Cédric TEISSEIRE 

Par delà le miroir

Nulle traversée du miroir n’est possible face aux œuvres de Cédric Teisseire. Du point de vue du spectateur du moins, que la peinture même tient à distance de la surface du tableau, imperméable et impénétrable. Le travail de Teisseire s’inscrit dans une histoire de la modernité qui a résolument fermé la fenêtre que les peintres de la Renaissance avaient ouverte sur un monde purement pictural grâce aux artifices de la perspective. Assumant sa planéité constitutive, le tableau s’est peu à peu rapproché de sa surface pour se confondre avec elle, exactement, se tenant à la frontière du monde réel, le frôlant, le touchant par contact, prêt à s’y inviter.
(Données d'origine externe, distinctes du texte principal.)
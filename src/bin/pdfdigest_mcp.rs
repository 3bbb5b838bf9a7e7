//! MCP server entrypoint (stdio transport).
//!
//! Launches an MCP server that exposes pdfdigest's summarization tools over stdio for editor and
//! agent integrations. Shares all runtime configuration with the HTTP binary.
use anyhow::{Context, Result};
use pdfdigest::{config, logging, mcp::PdfDigestMcpServer, processing};
use rmcp::{service::ServiceExt, transport::stdio};
use std::sync::Arc;

#[tokio::main]
async fn main() -> Result<()> {
    config::init_config();
    logging::init_tracing();

    let processing = Arc::new(
        processing::ProcessingService::new(config::get_config())
            .context("failed to initialize processing service")?,
    );
    let server = PdfDigestMcpServer::new(processing);

    let service = server
        .serve(stdio())
        .await
        .context("failed to start MCP server over stdio")?;

    service
        .waiting()
        .await
        .context("MCP server terminated unexpectedly")?;

    Ok(())
}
Il s’en fallait alors de peu que la fenêtre une fois close ne s’ouvre dans l’autre sens et que la peinture franchisse à son tour le seuil de notre espace pour y pénétrer, intrusive. Duchamp parmi les premiers a ouvert la voie, en pointant littéralement la direction à suivre, retournant le tableau comme un gant pour faire du monde la nouvelle scène de l’art. C’est dans le sillage de ce modernisme balisé ensuite par des Kurt Schwitters, Robert Rauschenberg, Niki de Saint-Phalle, Morris Louis, Robert Morris que le travail de Teisseire prend racine.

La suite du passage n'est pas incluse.